Sara Minkara is an internationally known speaker and activist, advocating for the empowerment and authentic inclusion of people with disabilities. She was appointed by President Biden to be the U.S. Special Advisor on International Disability Rights–a role critical to ensuring that U.S. diplomacy and foreign assistance promote and protect the human rights of persons with disabilities around the world.

Sara is an expert and facilitator in the fields of disability, inclusion, intersectionality, women’s leadership, and social entrepreneurship. She speaks and facilitates workshops around the world that leverage her professional expertise and personal background as a Lebanese-American Muslim woman who lost her sight at age seven. Sara’s commitment to empowering others stems from her experience growing up as a child with a disability who was always made to feel supported and empowered by her parents, friends, family, and close community. Her parents never let her say the words “I cannot do this because I am blind”.  However, when she would interact with society outside of her supportive environment, she faced a different narrative and felt pitied, and it was in these moments that she was made to feel that she may never amount to much because of her disability. Most children with disabilities around the world are marginalized, forgotten, and excluded in a way that robs them of their futures and robs society of their value. But, because she was empowered, she had the strength to show the world that she mattered, that she could contribute, and that if she wasn’t included, we would all lose out on her value.
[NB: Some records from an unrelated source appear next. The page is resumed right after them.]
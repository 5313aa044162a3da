//! Dashboard API Handlers

use std::collections::BTreeMap;

use axum::{Json, extract::State};
use rust_decimal::Decimal;
use serde::Serialize;

use crate::core::ServerState;
use crate::db::repository::DashboardRepository;
use crate::utils::AppResult;
use shared::models::DashboardStats;

/// Dashboard read-through (counters + history, without the session log)
#[derive(Debug, Serialize)]
pub struct DashboardView {
    pub stats: DashboardStats,
    pub activity_per_day: BTreeMap<String, u32>,
    pub monthly_revenue: BTreeMap<String, Decimal>,
    #[serde(skip_serializing_if = "Option::is_none")]
    pub updated_at: Option<i64>,
}

/// GET /api/dashboard - 仪表盘统计
pub async fn get_dashboard(State(state): State<ServerState>) -> AppResult<Json<DashboardView>> {
    let dashboard = DashboardRepository::new(state.store.clone()).load().await?;
    Ok(Json(DashboardView {
        stats: dashboard.stats,
        activity_per_day: dashboard.activity_per_day,
        monthly_revenue: dashboard.monthly_revenue,
        updated_at: dashboard.updated_at,
    }))
}
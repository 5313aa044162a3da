use gate_server::{Config, Server, ServerState, print_banner, setup_environment};

#[tokio::main]
async fn main() -> Result<(), Box<dyn std::error::Error>> {
    // 1. 设置环境 (dotenv, 日志)
    setup_environment()?;

    // 打印横幅
    print_banner();

    tracing::info!("Gate server starting...");

    // 2. 加载配置
    let config = Config::from_env();

    // 3. 初始化服务器状态
    let state = ServerState::initialize(&config);

    // 4. 启动 HTTP 服务器 (Server::run 会注册后台任务)
    let server = Server::with_state(config, state);

    if let Err(e) = server.run().await {
        tracing::error!("Server error: {}", e);
        return Err(e.into());
    }

    Ok(())
}
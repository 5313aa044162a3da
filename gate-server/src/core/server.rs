//! Server Implementation
//!
//! HTTP 服务器启动和管理

use std::net::SocketAddr;

use tower_http::cors::CorsLayer;
use tower_http::trace::TraceLayer;

use crate::core::tasks::BackgroundTasks;
use crate::core::{Config, Result, ServerState};

/// HTTP Server
pub struct Server {
    config: Config,
    state: Option<ServerState>,
}

impl Server {
    pub fn new(config: Config) -> Self {
        Self {
            config,
            state: None,
        }
    }

    /// Create server with existing state (for sharing with tests/tools)
    pub fn with_state(config: Config, state: ServerState) -> Self {
        Self {
            config,
            state: Some(state),
        }
    }

    pub async fn run(&self) -> Result<()> {
        // Create application state if not provided
        let state = match &self.state {
            Some(s) => s.clone(),
            None => ServerState::initialize(&self.config),
        };

        // Start background tasks
        let mut tasks = BackgroundTasks::new();
        state.start_background_tasks(&mut tasks);
        tasks.log_summary();

        let app = crate::api::router()
            .with_state(state)
            .layer(TraceLayer::new_for_http())
            .layer(CorsLayer::permissive());

        let addr = SocketAddr::from(([0, 0, 0, 0], self.config.http_port));
        tracing::info!("Gate server listening on {}", addr);

        let listener = tokio::net::TcpListener::bind(addr).await?;

        let shutdown = async {
            let _ = tokio::signal::ctrl_c().await;
            tracing::info!("Shutting down...");
        };

        axum::serve(listener, app)
            .with_graceful_shutdown(shutdown)
            .await?;

        // Drain background tasks after serve returns
        tasks.shutdown().await;

        Ok(())
    }
}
It was these realizations that ignited a fire within Sara to dedicate her life not only to empowering other youth with disabilities to reach their full potential, but to disrupting and transforming the very narrative that created this society in which their value was ever questioned. During her undergraduate years at Wellesley College, Sara’s personal dedication formalized into the establishment of a nonprofit, Empowerment Through Integration (ETI), committed to disrupting the narrative around disability through empowering youth with disabilities individually—and advancing authentic inclusion globally. In 2009 with support from the Clinton Foundation, during the summer she was 19, Sara ran an inclusive summer camp for youth with and without disabilities in Lebanon. She then founded ETI in 2011 and expanded its programs and mission while earning her master’s degree in public policy at Harvard University’s Kennedy School of Government, and in the years since.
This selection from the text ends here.